▸ **DATA SUPPLIED**
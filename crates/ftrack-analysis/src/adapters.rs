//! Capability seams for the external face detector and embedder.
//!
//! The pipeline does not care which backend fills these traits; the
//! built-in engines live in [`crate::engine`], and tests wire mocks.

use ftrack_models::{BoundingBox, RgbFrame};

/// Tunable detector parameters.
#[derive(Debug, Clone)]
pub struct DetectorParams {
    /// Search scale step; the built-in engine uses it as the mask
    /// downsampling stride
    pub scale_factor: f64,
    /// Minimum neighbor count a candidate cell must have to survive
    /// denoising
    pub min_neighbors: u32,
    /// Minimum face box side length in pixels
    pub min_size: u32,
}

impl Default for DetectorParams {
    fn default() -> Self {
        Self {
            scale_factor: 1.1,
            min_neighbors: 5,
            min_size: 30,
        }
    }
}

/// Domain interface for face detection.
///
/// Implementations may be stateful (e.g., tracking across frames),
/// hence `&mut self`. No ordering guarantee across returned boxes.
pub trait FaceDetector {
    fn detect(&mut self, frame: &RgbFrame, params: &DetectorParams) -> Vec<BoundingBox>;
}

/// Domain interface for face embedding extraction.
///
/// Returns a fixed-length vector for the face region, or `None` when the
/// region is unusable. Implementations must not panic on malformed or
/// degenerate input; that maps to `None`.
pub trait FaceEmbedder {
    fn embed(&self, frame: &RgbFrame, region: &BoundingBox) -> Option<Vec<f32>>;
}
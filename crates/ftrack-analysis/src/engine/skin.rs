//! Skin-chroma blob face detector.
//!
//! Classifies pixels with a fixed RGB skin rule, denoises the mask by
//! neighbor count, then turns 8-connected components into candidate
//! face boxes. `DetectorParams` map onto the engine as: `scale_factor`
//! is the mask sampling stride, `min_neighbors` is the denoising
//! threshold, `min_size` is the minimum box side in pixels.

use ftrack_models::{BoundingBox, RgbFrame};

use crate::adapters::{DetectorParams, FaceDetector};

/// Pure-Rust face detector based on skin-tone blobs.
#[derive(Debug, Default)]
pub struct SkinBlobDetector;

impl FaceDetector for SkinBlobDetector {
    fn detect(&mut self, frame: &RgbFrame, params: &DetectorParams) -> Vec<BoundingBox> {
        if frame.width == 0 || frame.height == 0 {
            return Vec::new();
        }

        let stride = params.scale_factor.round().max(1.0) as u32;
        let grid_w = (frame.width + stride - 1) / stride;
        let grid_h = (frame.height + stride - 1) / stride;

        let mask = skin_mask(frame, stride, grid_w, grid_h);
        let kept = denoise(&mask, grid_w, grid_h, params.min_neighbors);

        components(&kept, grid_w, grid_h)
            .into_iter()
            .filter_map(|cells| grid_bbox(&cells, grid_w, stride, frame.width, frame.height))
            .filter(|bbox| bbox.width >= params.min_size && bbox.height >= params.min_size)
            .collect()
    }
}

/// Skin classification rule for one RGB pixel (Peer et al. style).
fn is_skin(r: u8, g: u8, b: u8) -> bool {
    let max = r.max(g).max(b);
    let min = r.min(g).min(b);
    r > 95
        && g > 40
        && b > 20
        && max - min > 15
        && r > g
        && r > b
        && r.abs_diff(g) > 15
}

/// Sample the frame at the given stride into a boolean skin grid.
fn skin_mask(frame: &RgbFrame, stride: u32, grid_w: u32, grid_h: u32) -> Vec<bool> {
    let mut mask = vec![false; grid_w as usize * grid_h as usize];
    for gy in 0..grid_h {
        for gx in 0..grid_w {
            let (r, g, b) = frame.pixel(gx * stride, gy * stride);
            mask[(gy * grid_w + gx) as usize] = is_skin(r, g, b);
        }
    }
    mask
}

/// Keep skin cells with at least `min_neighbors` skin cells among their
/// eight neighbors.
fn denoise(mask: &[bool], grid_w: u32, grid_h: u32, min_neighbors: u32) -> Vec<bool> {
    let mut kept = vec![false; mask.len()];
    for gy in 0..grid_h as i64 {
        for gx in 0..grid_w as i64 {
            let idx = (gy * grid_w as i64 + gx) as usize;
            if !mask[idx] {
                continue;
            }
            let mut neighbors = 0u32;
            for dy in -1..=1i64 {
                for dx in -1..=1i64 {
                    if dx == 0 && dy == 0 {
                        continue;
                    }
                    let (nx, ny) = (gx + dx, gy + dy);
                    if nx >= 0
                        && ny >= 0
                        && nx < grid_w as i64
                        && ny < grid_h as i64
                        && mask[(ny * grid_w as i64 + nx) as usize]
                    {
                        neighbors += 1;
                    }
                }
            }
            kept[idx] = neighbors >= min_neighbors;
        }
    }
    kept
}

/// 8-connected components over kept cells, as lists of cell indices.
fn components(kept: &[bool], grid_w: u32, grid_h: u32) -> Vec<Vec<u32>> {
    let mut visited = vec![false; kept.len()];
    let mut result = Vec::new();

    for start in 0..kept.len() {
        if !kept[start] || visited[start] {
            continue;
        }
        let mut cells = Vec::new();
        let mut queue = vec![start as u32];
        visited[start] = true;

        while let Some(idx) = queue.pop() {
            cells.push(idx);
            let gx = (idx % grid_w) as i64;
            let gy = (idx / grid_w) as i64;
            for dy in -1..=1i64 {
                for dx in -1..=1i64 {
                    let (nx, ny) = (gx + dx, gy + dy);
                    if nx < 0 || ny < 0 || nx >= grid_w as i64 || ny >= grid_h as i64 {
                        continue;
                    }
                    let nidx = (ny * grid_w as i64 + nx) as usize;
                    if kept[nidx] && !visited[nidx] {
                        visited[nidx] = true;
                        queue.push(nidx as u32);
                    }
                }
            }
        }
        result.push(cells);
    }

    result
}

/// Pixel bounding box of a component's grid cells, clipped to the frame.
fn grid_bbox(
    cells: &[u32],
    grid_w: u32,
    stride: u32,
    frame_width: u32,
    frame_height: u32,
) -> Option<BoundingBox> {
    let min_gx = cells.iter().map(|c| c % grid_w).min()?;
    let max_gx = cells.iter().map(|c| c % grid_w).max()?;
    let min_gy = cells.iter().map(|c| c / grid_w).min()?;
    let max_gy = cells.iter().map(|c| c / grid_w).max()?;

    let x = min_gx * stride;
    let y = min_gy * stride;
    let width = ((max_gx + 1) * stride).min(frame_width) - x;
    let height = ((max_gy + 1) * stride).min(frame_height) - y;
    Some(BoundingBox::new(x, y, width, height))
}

▸ **TASK GOAL**
Reproduce the lines above. Leave each one as it is.

▸ **WRITTEN REPLY**
filename crates/ftrack-analysis/src/adapters.rs
//! Capability seams for the external face detector and embedder.
//!
//! The pipeline does not care which backend fills these traits; the
//! built-in engines live in [`crate::engine`], and tests wire mocks.

use ftrack_models::{BoundingBox, RgbFrame};

/// Tunable detector parameters.
#[derive(Debug, Clone)]
pub struct DetectorParams {
    /// Search scale step; the built-in engine uses it as the mask
    /// downsampling stride
    pub scale_factor: f64,
    /// Minimum neighbor count a candidate cell must have to survive
    /// denoising
    pub min_neighbors: u32,
    /// Minimum face box side length in pixels
    pub min_size: u32,
}

impl Default for DetectorParams {
    fn default() -> Self {
        Self {
            scale_factor: 1.1,
            min_neighbors: 5,
            min_size: 30,
        }
    }
}

/// Domain interface for face detection.
///
/// Implementations may be stateful (e.g., tracking across frames),
/// hence `&mut self`. No ordering guarantee across returned boxes.
pub trait FaceDetector {
    fn detect(&mut self, frame: &RgbFrame, params: &DetectorParams) -> Vec<BoundingBox>;
}

/// Domain interface for face embedding extraction.
///
/// Returns a fixed-length vector for the face region, or `None` when the
/// region is unusable. Implementations must not panic on malformed or
/// degenerate input; that maps to `None`.
pub trait FaceEmbedder {
    fn embed(&self, frame: &RgbFrame, region: &BoundingBox) -> Option<Vec<f32>>;
}
filename crates/ftrack-analysis/src/engine/skin.rs
//! Skin-chroma blob face detector.
//!
//! Classifies pixels with a fixed RGB skin rule, denoises the mask by
//! neighbor count, then turns 8-connected components into candidate
//! face boxes. `DetectorParams` map onto the engine as: `scale_factor`
//! is the mask sampling stride, `min_neighbors` is the denoising
//! threshold, `min_size` is the minimum box side in pixels.

use ftrack_models::{BoundingBox, RgbFrame};

use crate::adapters::{DetectorParams, FaceDetector};

/// Pure-Rust face detector based on skin-tone blobs.
#[derive(Debug, Default)]
pub struct SkinBlobDetector;

impl FaceDetector for SkinBlobDetector {
    fn detect(&mut self, frame: &RgbFrame, params: &DetectorParams) -> Vec<BoundingBox> {
        if frame.width == 0 || frame.height == 0 {
            return Vec::new();
        }

        let stride = params.scale_factor.round().max(1.0) as u32;
        let grid_w = (frame.width + stride - 1) / stride;
        let grid_h = (frame.height + stride - 1) / stride;

        let mask = skin_mask(frame, stride, grid_w, grid_h);
        let kept = denoise(&mask, grid_w, grid_h, params.min_neighbors);

        components(&kept, grid_w, grid_h)
            .into_iter()
            .filter_map(|cells| grid_bbox(&cells, grid_w, stride, frame.width, frame.height))
            .filter(|bbox| bbox.width >= params.min_size && bbox.height >= params.min_size)
            .collect()
    }
}

/// Skin classification rule for one RGB pixel (Peer et al. style).
fn is_skin(r: u8, g: u8, b: u8) -> bool {
    let max = r.max(g).max(b);
    let min = r.min(g).min(b);
    r > 95
        && g > 40
        && b > 20
        && max - min > 15
        && r > g
        && r > b
        && r.abs_diff(g) > 15
}

/// Sample the frame at the given stride into a boolean skin grid.
fn skin_mask(frame: &RgbFrame, stride: u32, grid_w: u32, grid_h: u32) -> Vec<bool> {
    let mut mask = vec![false; grid_w as usize * grid_h as usize];
    for gy in 0..grid_h {
        for gx in 0..grid_w {
            let (r, g, b) = frame.pixel(gx * stride, gy * stride);
            mask[(gy * grid_w + gx) as usize] = is_skin(r, g, b);
        }
    }
    mask
}

/// Keep skin cells with at least `min_neighbors` skin cells among their
/// eight neighbors.
fn denoise(mask: &[bool], grid_w: u32, grid_h: u32, min_neighbors: u32) -> Vec<bool> {
    let mut kept = vec![false; mask.len()];
    for gy in 0..grid_h as i64 {
        for gx in 0..grid_w as i64 {
            let idx = (gy * grid_w as i64 + gx) as usize;
            if !mask[idx] {
                continue;
            }
            let mut neighbors = 0u32;
            for dy in -1..=1i64 {
                for dx in -1..=1i64 {
                    if dx == 0 && dy == 0 {
                        continue;
                    }
                    let (nx, ny) = (gx + dx, gy + dy);
                    if nx >= 0
                        && ny >= 0
                        && nx < grid_w as i64
                        && ny < grid_h as i64
                        && mask[(ny * grid_w as i64 + nx) as usize]
                    {
                        neighbors += 1;
                    }
                }
            }
            kept[idx] = neighbors >= min_neighbors;
        }
    }
    kept
}

/// 8-connected components over kept cells, as lists of cell indices.
fn components(kept: &[bool], grid_w: u32, grid_h: u32) -> Vec<Vec<u32>> {
    let mut visited = vec![false; kept.len()];
    let mut result = Vec::new();

    for start in 0..kept.len() {
        if !kept[start] || visited[start] {
            continue;
        }
        let mut cells = Vec::new();
        let mut queue = vec![start as u32];
        visited[start] = true;

        while let Some(idx) = queue.pop() {
            cells.push(idx);
            let gx = (idx % grid_w) as i64;
            let gy = (idx / grid_w) as i64;
            for dy in -1..=1i64 {
                for dx in -1..=1i64 {
                    let (nx, ny) = (gx + dx, gy + dy);
                    if nx < 0 || ny < 0 || nx >= grid_w as i64 || ny >= grid_h as i64 {
                        continue;
                    }
                    let nidx = (ny * grid_w as i64 + nx) as usize;
                    if kept[nidx] && !visited[nidx] {
                        visited[nidx] = true;
                        queue.push(nidx as u32);
                    }
                }
            }
        }
        result.push(cells);
    }

    result
}

/// Pixel bounding box of a component's grid cells, clipped to the frame.
fn grid_bbox(
    cells: &[u32],
    grid_w: u32,
    stride: u32,
    frame_width: u32,
    frame_height: u32,
) -> Option<BoundingBox> {
    let min_gx = cells.iter().map(|c| c % grid_w).min()?;
    let max_gx = cells.iter().map(|c| c % grid_w).max()?;
    let min_gy = cells.iter().map(|c| c / grid_w).min()?;
    let max_gy = cells.iter().map(|c| c / grid_w).max()?;

    let x = min_gx * stride;
    let y = min_gy * stride;
    let width = ((max_gx + 1) * stride).min(frame_width) - x;
    let height = ((max_gy + 1) * stride).min(frame_height) - y;
    Some(BoundingBox::new(x, y, width, height))
}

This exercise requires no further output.